> Task brief
Exact copies of the line with "let first = &panel.typewriter().targets()[0];" and of all lines after it through the end of the entries are required, and no other lines.

> Collected data entries
--------------------------------

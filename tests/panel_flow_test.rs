use chatpane::animation::{PanelLifecycle, PanelState, Scheduler, StatusTicker, TimerEvent, Typewriter};
use chatpane::chat::{ImageOption, PanelContent, PanelMode, PromptOption};
use chatpane::config::TimingConfig;
use chatpane::ui::components::ArtifactPanel;
use chatpane::ui::core::{Action, ScrollLock};
use rand::rngs::StdRng;
use rand::SeedableRng;
use std::time::Duration;

fn ms(value: u64) -> Duration {
    Duration::from_millis(value)
}

fn image(id: &str) -> ImageOption {
    ImageOption {
        id: id.to_string(),
        image_url: format!("{id}.png"),
        title: id.to_uppercase(),
        description: None,
    }
}

fn image_panel(scheduler: &mut Scheduler) -> ArtifactPanel {
    let mut panel = ArtifactPanel::new(&TimingConfig::default(), ScrollLock::new());
    panel.set_content(
        PanelContent {
            mode: PanelMode::Images,
            images: vec![image("img-1"), image("img-2"), image("img-3")],
            ..PanelContent::default()
        },
        scheduler,
    );
    panel
}

fn prompts(texts: &[&str]) -> PanelContent {
    PanelContent {
        mode: PanelMode::Prompts,
        prompts: texts
            .iter()
            .enumerate()
            .map(|(index, text)| PromptOption {
                id: format!("p{index}"),
                text: text.to_string(),
            })
            .collect(),
        ..PanelContent::default()
    }
}

/// Drain the scheduler up to `dt` from now through the panel
fn pump(panel: &mut ArtifactPanel, scheduler: &mut Scheduler, dt: u64) -> Vec<Action> {
    let until = scheduler.now() + ms(dt);
    let mut actions = Vec::new();
    while let Some(fired) = scheduler.next_due(until) {
        let action = panel.on_timer(&fired, scheduler);
        if !action.is_none() {
            actions.push(action);
        }
    }
    scheduler.advance_to(until);
    actions
}

#[test]
fn test_rapid_toggles_settle_on_last_signal() {
    for toggles in 1..8u64 {
        let mut scheduler = Scheduler::new();
        let lock = ScrollLock::new();
        let mut lifecycle = PanelLifecycle::new(ms(600), lock.clone());

        let mut is_open = false;
        for step in 0..toggles {
            is_open = !is_open;
            lifecycle.set_open(is_open, &mut scheduler);
            // every gap is shorter than the transition
            for fired in scheduler.advance(ms(100 + step * 50)) {
                lifecycle.on_timer(&fired);
            }
        }
        for fired in scheduler.advance(ms(600)) {
            lifecycle.on_timer(&fired);
        }

        let expected = if is_open { PanelState::Open } else { PanelState::Closed };
        assert_eq!(lifecycle.state(), expected, "after {toggles} toggles");
        assert!(!lifecycle.has_pending_transition());
        assert_eq!(lock.is_locked(), is_open);
    }
}

#[test]
fn test_typewriter_fires_exactly_len_ticks() {
    for text in ["a", "hello", "ünïcödé ✓ text"] {
        let mut scheduler = Scheduler::new();
        let mut writer = Typewriter::new(ms(30), ms(300), ms(150));
        writer.start_reveal("t", text, &mut scheduler);

        let mut ticks = 0;
        let until = ms(10_000);
        while let Some(fired) = scheduler.next_due(until) {
            if matches!(fired.event, TimerEvent::RevealTick { .. }) {
                ticks += 1;
            }
            writer.on_timer(&fired, &mut scheduler);
        }

        let target = writer.target("t").unwrap();
        assert_eq!(ticks, text.chars().count());
        assert_eq!(target.display(), text);
        assert_eq!(scheduler.pending_count(), 0);
    }
}

#[test]
fn test_staggered_targets_respect_offsets() {
    let mut scheduler = Scheduler::new();
    let mut writer = Typewriter::new(ms(30), ms(300), ms(150));
    let prompts = [("p0", "first prompt"), ("p1", "second"), ("p2", "third one"), ("p3", "x")];
    writer.start_staggered(prompts, &mut scheduler);

    let mut first_tick = [None; 4];
    let mut counts = [0usize; 4];
    let until = ms(10_000);
    while let Some(fired) = scheduler.next_due(until) {
        if let TimerEvent::RevealTick { target } = fired.event {
            first_tick[target].get_or_insert(scheduler.now());
            counts[target] += 1;
        }
        writer.on_timer(&fired, &mut scheduler);
    }

    for (index, (_, text)) in prompts.iter().enumerate() {
        let first = first_tick[index].unwrap();
        assert!(first >= ms(300 + 150 * index as u64));
        assert_eq!(counts[index], text.chars().count());
    }
}

#[test]
fn test_reactivation_leaves_no_orphan_timers() {
    let mut scheduler = Scheduler::new();
    let mut ticker = StatusTicker::with_rng(ms(800), ms(1000), StdRng::seed_from_u64(42));

    ticker.activate(vec!["a".into(), "b".into()], &mut scheduler).unwrap();
    scheduler.advance(ms(900));
    ticker.activate(vec!["c".into(), "d".into()], &mut scheduler).unwrap();
    assert_eq!(scheduler.pending_count(), 2);

    for fired in scheduler.advance(ms(5000)) {
        ticker.on_timer(&fired, &scheduler);
    }
    assert!(["c", "d"].contains(&ticker.active_phrase()));

    ticker.deactivate(&mut scheduler);
    assert_eq!(scheduler.pending_count(), 0);
    let rotations = ticker.rotations();
    let phrase = ticker.active_phrase().to_string();
    assert!(scheduler.advance(ms(5000)).is_empty());
    assert_eq!(ticker.rotations(), rotations);
    assert_eq!(ticker.active_phrase(), phrase);
}

#[test]
fn test_selecting_known_option() {
    let mut scheduler = Scheduler::new();
    let mut panel = image_panel(&mut scheduler);
    panel.set_open(true, &mut scheduler);
    pump(&mut panel, &mut scheduler, 600);

    let action = panel.select("img-2", &mut scheduler);
    assert_eq!(
        action,
        Action::ImageSelected {
            id: "img-2".into(),
            option: image("img-2"),
        }
    );
    assert_eq!(panel.selected_id(), Some("img-2"));

    assert!(pump(&mut panel, &mut scheduler, 799).is_empty());
    assert_eq!(pump(&mut panel, &mut scheduler, 1), vec![Action::ClosePanel]);
}

#[test]
fn test_reselect_rearms_close_request() {
    let mut scheduler = Scheduler::new();
    let mut panel = image_panel(&mut scheduler);
    panel.set_open(true, &mut scheduler);
    pump(&mut panel, &mut scheduler, 600);

    panel.select("img-1", &mut scheduler);
    pump(&mut panel, &mut scheduler, 500);
    panel.select("img-3", &mut scheduler);
    assert_eq!(panel.selected_id(), Some("img-3"));

    assert!(pump(&mut panel, &mut scheduler, 799).is_empty());
    assert_eq!(pump(&mut panel, &mut scheduler, 1), vec![Action::ClosePanel]);
}

#[test]
fn test_selecting_unknown_option_changes_nothing() {
    let mut scheduler = Scheduler::new();
    let mut panel = image_panel(&mut scheduler);
    panel.set_open(true, &mut scheduler);
    pump(&mut panel, &mut scheduler, 600);
    panel.select("img-1", &mut scheduler);
    pump(&mut panel, &mut scheduler, 900);

    let pending = scheduler.pending_count();
    assert_eq!(panel.select("img-99", &mut scheduler), Action::None);
    assert_eq!(panel.selected_id(), Some("img-1"));
    assert_eq!(scheduler.pending_count(), pending);
    assert!(!panel.has_pending_close());
}

#[test]
fn test_scroll_lock_released_when_dropped_mid_animation() {
    let mut scheduler = Scheduler::new();
    let lock = ScrollLock::new();
    {
        let mut panel = ArtifactPanel::new(&TimingConfig::default(), lock.clone());
        panel.set_open(true, &mut scheduler);
        scheduler.advance(ms(300));
        assert!(lock.is_locked());
    }
    assert!(!lock.is_locked());
}

#[test]
fn test_content_changes_while_open_restart_reveals_without_leaks() {
    let mut scheduler = Scheduler::new();
    let mut panel = ArtifactPanel::new(&TimingConfig::default(), ScrollLock::new());
    panel.set_content(
        prompts(&["a lighthouse on a rocky shore at golden hour", "the same scene in heavy fog"]),
        &mut scheduler,
    );
    panel.set_open(true, &mut scheduler);
    pump(&mut panel, &mut scheduler, 600);
    assert_eq!(panel.state(), PanelState::Open);
    assert!(panel.typewriter().targets()[0].revealed_len() > 0);
    assert!(!panel.typewriter().is_complete());

    // New prompts mid-reveal start over from nothing
    panel.set_content(prompts(&["a red barn in snow", "a windmill at dusk"]), &mut scheduler);
    let targets = panel.typewriter().targets();
    assert_eq!(targets[0].full_text(), "a red barn in snow");
    assert!(targets.iter().all(|target| target.revealed_len() == 0));
    assert_eq!(scheduler.pending_count(), panel.typewriter().timer_count());

    // Only the new reveal's timers run: base delay, then one char per 30ms
    pump(&mut panel, &mut scheduler, 400);
    let first = &panel.typewriter().targets()[0];
    assert!(first.revealed_len() > 0 && first.revealed_len() <= 3);

    // Switching to text replaces the prompt reveal
    panel.set_content(
        PanelContent {
            mode: PanelMode::Text,
            text: "A quiet harbor at dawn".into(),
            ..PanelContent::default()
        },
        &mut scheduler,
    );
    assert_eq!(panel.typewriter().targets().len(), 1);
    assert_eq!(panel.typewriter().targets()[0].revealed_len(), 0);
    assert_eq!(scheduler.pending_count(), panel.typewriter().timer_count());

    pump(&mut panel, &mut scheduler, 100);
    assert!(panel.typewriter().targets()[0].revealed_len() > 0);

    // Images have nothing to reveal
    panel.set_content(
        PanelContent {
            mode: PanelMode::Images,
            images: vec![image("img-1")],
            ..PanelContent::default()
        },
        &mut scheduler,
    );
    assert_eq!(panel.typewriter().timer_count(), 0);
    assert!(panel.typewriter().targets().is_empty());
    assert_eq!(scheduler.pending_count(), 0);
    assert!(pump(&mut panel, &mut scheduler, 2000).is_empty());
    assert_eq!(panel.state(), PanelState::Open);
}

--------------------------------

> Response for this exercise
    let first = &panel.typewriter().targets()[0];
    assert!(first.revealed_len() > 0 && first.revealed_len() <= 3);

    // Switching to text replaces the prompt reveal
    panel.set_content(
        PanelContent {
            mode: PanelMode::Text,
            text: "A quiet harbor at dawn".into(),
            ..PanelContent::default()
        },
        &mut scheduler,
    );
    assert_eq!(panel.typewriter().targets().len(), 1);
    assert_eq!(panel.typewriter().targets()[0].revealed_len(), 0);
    assert_eq!(scheduler.pending_count(), panel.typewriter().timer_count());

    pump(&mut panel, &mut scheduler, 100);
    assert!(panel.typewriter().targets()[0].revealed_len() > 0);

    // Images have nothing to reveal
    panel.set_content(
        PanelContent {
            mode: PanelMode::Images,
            images: vec![image("img-1")],
            ..PanelContent::default()
        },
        &mut scheduler,
    );
    assert_eq!(panel.typewriter().timer_count(), 0);
    assert!(panel.typewriter().targets().is_empty());
    assert_eq!(scheduler.pending_count(), 0);
    assert!(pump(&mut panel, &mut scheduler, 2000).is_empty());
    assert_eq!(panel.state(), PanelState::Open);
}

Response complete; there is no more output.